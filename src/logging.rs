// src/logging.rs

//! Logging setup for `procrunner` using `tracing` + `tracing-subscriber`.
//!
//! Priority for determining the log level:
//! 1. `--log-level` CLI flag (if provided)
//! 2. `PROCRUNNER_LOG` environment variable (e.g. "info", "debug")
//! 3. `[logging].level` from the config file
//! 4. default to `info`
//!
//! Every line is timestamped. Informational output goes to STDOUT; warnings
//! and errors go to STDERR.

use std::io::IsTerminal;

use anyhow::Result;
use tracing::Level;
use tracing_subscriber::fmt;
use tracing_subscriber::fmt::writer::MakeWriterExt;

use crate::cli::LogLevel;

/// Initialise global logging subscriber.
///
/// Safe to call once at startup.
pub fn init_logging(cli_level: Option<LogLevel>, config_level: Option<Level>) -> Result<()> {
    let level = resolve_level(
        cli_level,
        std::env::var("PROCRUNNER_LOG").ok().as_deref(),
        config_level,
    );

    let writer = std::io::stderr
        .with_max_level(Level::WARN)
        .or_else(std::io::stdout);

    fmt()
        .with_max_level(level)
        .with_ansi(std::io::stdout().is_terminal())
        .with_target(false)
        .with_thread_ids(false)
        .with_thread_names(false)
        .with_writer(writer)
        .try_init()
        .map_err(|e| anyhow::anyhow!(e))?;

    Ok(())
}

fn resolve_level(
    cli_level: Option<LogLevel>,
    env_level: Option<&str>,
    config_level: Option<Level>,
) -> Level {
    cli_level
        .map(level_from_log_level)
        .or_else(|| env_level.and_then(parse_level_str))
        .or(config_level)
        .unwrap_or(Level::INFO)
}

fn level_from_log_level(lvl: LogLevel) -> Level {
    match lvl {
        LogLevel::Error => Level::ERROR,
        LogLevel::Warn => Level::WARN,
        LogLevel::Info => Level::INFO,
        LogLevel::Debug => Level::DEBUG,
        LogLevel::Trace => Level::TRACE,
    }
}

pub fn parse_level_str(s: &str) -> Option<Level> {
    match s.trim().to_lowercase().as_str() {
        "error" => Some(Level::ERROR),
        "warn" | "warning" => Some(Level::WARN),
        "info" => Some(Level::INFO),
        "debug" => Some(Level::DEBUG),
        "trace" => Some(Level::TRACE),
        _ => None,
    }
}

== == ==

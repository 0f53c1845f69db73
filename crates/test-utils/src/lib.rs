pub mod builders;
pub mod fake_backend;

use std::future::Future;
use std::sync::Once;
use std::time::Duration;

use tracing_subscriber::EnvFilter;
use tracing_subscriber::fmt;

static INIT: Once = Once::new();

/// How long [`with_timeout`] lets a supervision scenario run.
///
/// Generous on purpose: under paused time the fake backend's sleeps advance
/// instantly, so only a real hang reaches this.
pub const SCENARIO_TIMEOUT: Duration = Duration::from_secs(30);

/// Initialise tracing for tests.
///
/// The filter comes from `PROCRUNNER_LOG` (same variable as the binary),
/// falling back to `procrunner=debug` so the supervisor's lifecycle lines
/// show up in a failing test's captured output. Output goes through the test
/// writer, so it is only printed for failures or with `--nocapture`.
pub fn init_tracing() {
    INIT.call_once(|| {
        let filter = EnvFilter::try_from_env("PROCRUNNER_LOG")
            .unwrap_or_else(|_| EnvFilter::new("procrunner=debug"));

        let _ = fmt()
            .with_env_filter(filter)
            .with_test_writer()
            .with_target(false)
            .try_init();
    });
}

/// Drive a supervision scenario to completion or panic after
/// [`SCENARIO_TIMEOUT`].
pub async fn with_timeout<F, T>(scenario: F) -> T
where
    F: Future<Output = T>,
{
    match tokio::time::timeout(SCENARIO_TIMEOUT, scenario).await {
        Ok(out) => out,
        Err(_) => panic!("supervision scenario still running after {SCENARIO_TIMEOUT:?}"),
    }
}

== == ==

Within the data above, the span starting at the line containing "use std::time::Duration;" and ending at the line containing "hang reaches this." is to be retyped exactly, with no other lines.

● **RESULT OF THIS TASK**
use std::time::Duration;

use tracing_subscriber::EnvFilter;
use tracing_subscriber::fmt;

static INIT: Once = Once::new();

/// How long [`with_timeout`] lets a supervision scenario run.
///
/// Generous on purpose: under paused time the fake backend's sleeps advance
/// instantly, so only a real hang reaches this.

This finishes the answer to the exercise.